For his era, Chief Justice Roger Taney's opinion in Dred Scott therefore did not express some unique perception about blacks. In 1857, it probably represented the views of the vast majority of whites in American society. Even in 1996, it might be argued that the belief that blacks are of an “inferior order” is an idea that some find difficult to abandon.
Since Taney's era, there have been many rejections of the precept of black inferiority. The most complete denunciation in a legal setting of the concept of white superiority and black inferiority was provided by Thurgood Marshall, later Justice Marshall, the quintessential advocate for equal justice for all persons.
IV. Thurgood Marshall's Condemnation of Perceptions of Inferiority
During oral arguments before the Supreme Court in the 1953 case of Brown v.
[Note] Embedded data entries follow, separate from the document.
//! The core `Space` trait.

use rand::RngCore;

/// A typed value domain with sampling and membership testing.
///
/// Grid, action, context, and observation spaces all implement this trait.
/// Operators declare the spaces they accept so inputs can be validated
/// before a transition runs.
///
/// # Object Safety
///
/// The generator is passed as `&mut dyn RngCore`, so the trait can be used
/// as `dyn Space<Value = V>`. Operators share spaces as
/// `Arc<dyn Space<Value = V>>`.
///
/// # Purity
///
/// `contains` must not mutate its argument. `sample` has no side effects
/// beyond consuming randomness from `rng`, so two spaces sampled from
/// identically seeded generators yield identical values.
pub trait Space: Send + Sync + 'static {
    /// The type of the members of this space.
    type Value;

    /// Draw a random member.
    fn sample(&self, rng: &mut dyn RngCore) -> Self::Value;

    /// Whether `x` is a member of this space.
    fn contains(&self, x: &Self::Value) -> bool;
}
//! Environment lifecycle with fixture operators.

use std::sync::Arc;

use kindle_core::{Grid, OperatorError, StepError};
use kindle_env::{CaEnv, Info, MockEnv, MockScenario, Scenario};
use kindle_operator::{Operator, OperatorSpaces, Sequence, Stage};
use kindle_space::{Discrete, GridSpace, ObservationSpace, Space};
use kindle_test_utils::{
    fixture_grid_space, ConstOperator, FailingOperator, TagOperator, Trace, TraceSpace,
};
use proptest::prelude::*;
use rand::RngCore;

/// Runs an arbitrary fixture coordinator; done once the grid is all 3s.
struct FixtureScenario {
    actions: Discrete,
    observation_space: ObservationSpace<TraceSpace>,
    coordinator: Box<dyn Operator<Action = u32, Context = Trace>>,
}

impl FixtureScenario {
    fn new(coordinator: impl Operator<Action = u32, Context = Trace>) -> Self {
        Self {
            actions: Discrete::new(TraceSpace::ACTIONS).unwrap(),
            observation_space: ObservationSpace::new(fixture_grid_space(), TraceSpace),
            coordinator: Box::new(coordinator),
        }
    }
}

/// Hands a coordinator to the environment while the test keeps a handle
/// for inspecting it.
struct Shared<T>(Arc<T>);

impl<T: Operator + Sync> Operator for Shared<T> {
    type Action = T::Action;
    type Context = T::Context;

    fn name(&self) -> &str {
        self.0.name()
    }

    fn spaces(&self) -> &OperatorSpaces<T::Action, T::Context> {
        self.0.spaces()
    }

    fn apply(
        &self,
        grid: Grid,
        action: &T::Action,
        context: T::Context,
        rng: &mut dyn RngCore,
    ) -> Result<(Grid, T::Context), OperatorError> {
        self.0.apply(grid, action, context, rng)
    }
}

impl Scenario for FixtureScenario {
    type Action = u32;
    type Context = Trace;
    type ContextSpace = TraceSpace;

    fn name(&self) -> &str {
        "fixture"
    }

    fn grid_space(&self) -> &GridSpace {
        self.observation_space.grid_space()
    }

    fn action_space(&self) -> &dyn Space<Value = u32> {
        &self.actions
    }

    fn observation_space(&self) -> &ObservationSpace<TraceSpace> {
        &self.observation_space
    }

    fn coordinator(&self) -> &dyn Operator<Action = u32, Context = Trace> {
        &*self.coordinator
    }

    fn initial_state(&self, _rng: &mut dyn RngCore) -> (Grid, Trace) {
        (Grid::filled([3usize, 3].as_slice(), 0).unwrap(), Vec::new())
    }

    fn award(&self, grid: &Grid, _context: &Trace) -> f64 {
        grid.cells().iter().map(|&v| f64::from(v)).sum()
    }

    fn is_done(&self, grid: &Grid, _context: &Trace) -> bool {
        grid.cells().iter().all(|&v| v == 3)
    }

    fn report(&self, _grid: &Grid, context: &Trace) -> Info {
        Info::from([("stages".to_string(), context.len() as u64)])
    }
}

#[test]
fn failed_step_leaves_state_untouched() {
    let flaky = Arc::new(FailingOperator::new("flaky", 1));
    let mut env = CaEnv::new(FixtureScenario::new(Shared(Arc::clone(&flaky))), Some(0));

    let ok = env.step(0).unwrap();
    assert_eq!(ok.observation.context, vec!["failing-ok"]);
    assert_eq!(ok.reward, 9.0);
    let committed = env.observation();

    match env.step(1) {
        Err(StepError::OperatorFailed { name, reason }) => {
            assert_eq!(name, "flaky");
            assert!(matches!(reason, OperatorError::ExecutionFailed { .. }));
        }
        other => panic!("expected OperatorFailed, got {other:?}"),
    }
    assert_eq!(env.observation(), committed);
    assert!(!env.is_done());
    assert_eq!(flaky.calls(), 2);
}

#[test]
fn sequence_coordinator_runs_stages_in_order() {
    let stages: Vec<Stage<u32, Trace>> = vec![
        Box::new(TagOperator::new("first")),
        Box::new(TagOperator::new("second")),
        Box::new(ConstOperator::new("fill", 3)),
    ];
    let pipeline = Sequence::new("pipeline", stages).unwrap();
    let mut env = CaEnv::new(FixtureScenario::new(pipeline), Some(0));

    let result = env.step(2).unwrap();
    assert_eq!(result.observation.context, vec!["first", "second"]);
    assert_eq!(result.info["stages"], 2);
    assert!(result.done);
    assert_eq!(result.reward, 27.0);

    let after = env.step(0).unwrap();
    assert_eq!(after.reward, 0.0);
    assert_eq!(env.steps_beyond_done(), 1);
}

#[test]
fn out_of_space_action_never_reaches_coordinator() {
    let counted = Arc::new(FailingOperator::new("counted", 10));
    let mut env = CaEnv::new(FixtureScenario::new(Shared(Arc::clone(&counted))), Some(0));
    assert!(matches!(
        env.step(TraceSpace::ACTIONS),
        Err(StepError::InvalidAction { .. })
    ));
    assert_eq!(counted.calls(), 0);

    assert!(env.step(0).is_ok());
    assert_eq!(counted.calls(), 1);
}

#[test]
fn mock_env_is_inert() {
    let mut env = MockEnv::new(MockScenario::new().unwrap(), Some(11));
    let start = env.observation();
    assert_eq!(start.grid.shape().as_slice(), &[8, 8]);
    assert_eq!(env.scenario().name(), "MockCAEnv");

    for action in 0..8 {
        let result = env.step(action).unwrap();
        assert_eq!(result.observation, start);
        assert_eq!(result.reward, 0.0);
        assert!(!result.done);
        assert!(result.info.is_empty());
    }
    assert!(env.step(8).is_err());
}

proptest! {
    #[test]
    fn mock_reset_is_seed_deterministic(seed in any::<u64>()) {
        let mut a = MockEnv::new(MockScenario::new().unwrap(), Some(seed));
        let mut b = MockEnv::new(MockScenario::new().unwrap(), Some(seed));
        prop_assert_eq!(a.observation(), b.observation());
        prop_assert_eq!(a.reset(), b.reset());
        prop_assert!(a.observation_space().contains(&a.observation()));
    }
}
Board of Education challenged as unconstitutional the intentional segregation of black children in public schools--Thurgood Marshall posed the following challenge to the assembled Justices:
[T]he only way that this Court can decide this case in opposition to our position . . . is to find that for some reason Negroes are inferior to all other human beings.
. . . [W]hy of all the multitudinous groups of people in this country [do] you have to single out Negroes and give them this separate treatment.
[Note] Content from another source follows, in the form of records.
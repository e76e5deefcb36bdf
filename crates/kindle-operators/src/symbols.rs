//! Cell symbols for the forest-fire lattice.

use kindle_core::CellState;

/// The three cell values the forest-fire rules act on.
#[derive(Clone, Copy, Debug, PartialEq, Eq, Hash)]
pub struct CellSymbols {
    /// Bare ground; may regrow into a tree.
    pub empty: CellState,
    /// A tree; may catch fire.
    pub tree: CellState,
    /// A burning cell; becomes empty after one sweep.
    pub fire: CellState,
}

impl CellSymbols {
    /// Create a symbol table.
    ///
    /// Returns `Err` if two symbols share a value.
    pub fn new(empty: CellState, tree: CellState, fire: CellState) -> Result<Self, String> {
        if empty == tree || empty == fire || tree == fire {
            return Err(format!(
                "cell symbols must be distinct, got empty={empty} tree={tree} fire={fire}"
            ));
        }
        Ok(Self { empty, tree, fire })
    }

    /// `[empty, tree, fire]`.
    pub fn values(&self) -> [CellState; 3] {
        [self.empty, self.tree, self.fire]
    }

    /// Look up a symbol by its configuration name.
    pub fn by_name(&self, name: &str) -> Option<CellState> {
        match name {
            "empty" => Some(self.empty),
            "tree" => Some(self.tree),
            "fire" => Some(self.fire),
            _ => None,
        }
    }
}

impl Default for CellSymbols {
    fn default() -> Self {
        Self {
            empty: 0,
            tree: 1,
            fire: 2,
        }
    }
}
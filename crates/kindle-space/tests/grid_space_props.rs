//! Property tests for grid-space sampling and membership.

use kindle_core::Grid;
use kindle_space::{GridSpace, Space};
use proptest::prelude::*;
use rand::SeedableRng;
use rand_chacha::ChaCha8Rng;

proptest! {
    #[test]
    fn sample_has_shape_and_domain(
        n in 1u64..12,
        rows in 1usize..10,
        cols in 1usize..10,
        seed in any::<u64>(),
    ) {
        let space = GridSpace::builder().n(n).shape([rows, cols]).build().unwrap();
        let mut rng = ChaCha8Rng::seed_from_u64(seed);
        let grid = space.sample(&mut rng);

        prop_assert_eq!(grid.shape().as_slice(), &[rows, cols]);
        prop_assert!(grid.cells().iter().all(|&v| v >= 0 && (v as u64) < n));
        prop_assert!(space.contains(&grid));
    }

    #[test]
    fn foreign_value_breaks_membership(
        values in prop::collection::btree_set(-20i32..20, 1..6),
        rows in 1usize..6,
        cols in 1usize..6,
        pick in any::<prop::sample::Index>(),
        seed in any::<u64>(),
    ) {
        let space = GridSpace::builder()
            .values(values.iter().copied())
            .shape([rows, cols])
            .build()
            .unwrap();
        let mut rng = ChaCha8Rng::seed_from_u64(seed);
        let mut grid = space.sample(&mut rng);
        prop_assert!(space.contains(&grid));

        let foreign = (-100..100).find(|v| !values.contains(v)).unwrap();
        let i = pick.index(grid.len());
        grid.cells_mut()[i] = foreign;
        prop_assert!(!space.contains(&grid));
    }

    #[test]
    fn contains_does_not_mutate(n in 1u64..5, seed in any::<u64>()) {
        let space = GridSpace::builder().n(n).shape([4, 4]).build().unwrap();
        let mut rng = ChaCha8Rng::seed_from_u64(seed);
        let grid = space.sample(&mut rng);
        let before = grid.clone();
        let _ = space.contains(&grid);
        prop_assert_eq!(grid, before);
    }

    #[test]
    fn equal_seeds_sample_equal_grids(seed in any::<u64>()) {
        let space = GridSpace::builder()
            .n(3)
            .shape([5, 5])
            .probs(vec![0.2, 0.5, 0.3])
            .build()
            .unwrap();
        let a: Grid = space.sample(&mut ChaCha8Rng::seed_from_u64(seed));
        let b: Grid = space.sample(&mut ChaCha8Rng::seed_from_u64(seed));
        prop_assert_eq!(a, b);
    }
}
In response to Thurgood Marshall's challenge, the Court ruled that the intentional segregation of black children in public schools was a violation of the Equal Protection Clause of the United States Constitution. In the Justices' words, “[t]o separate them [black children] from others of similar age and qualifications solely because of their race generates a feeling of inferiority as to their status in the community that may affect their hearts and minds in a way unlikely ever to be undone.”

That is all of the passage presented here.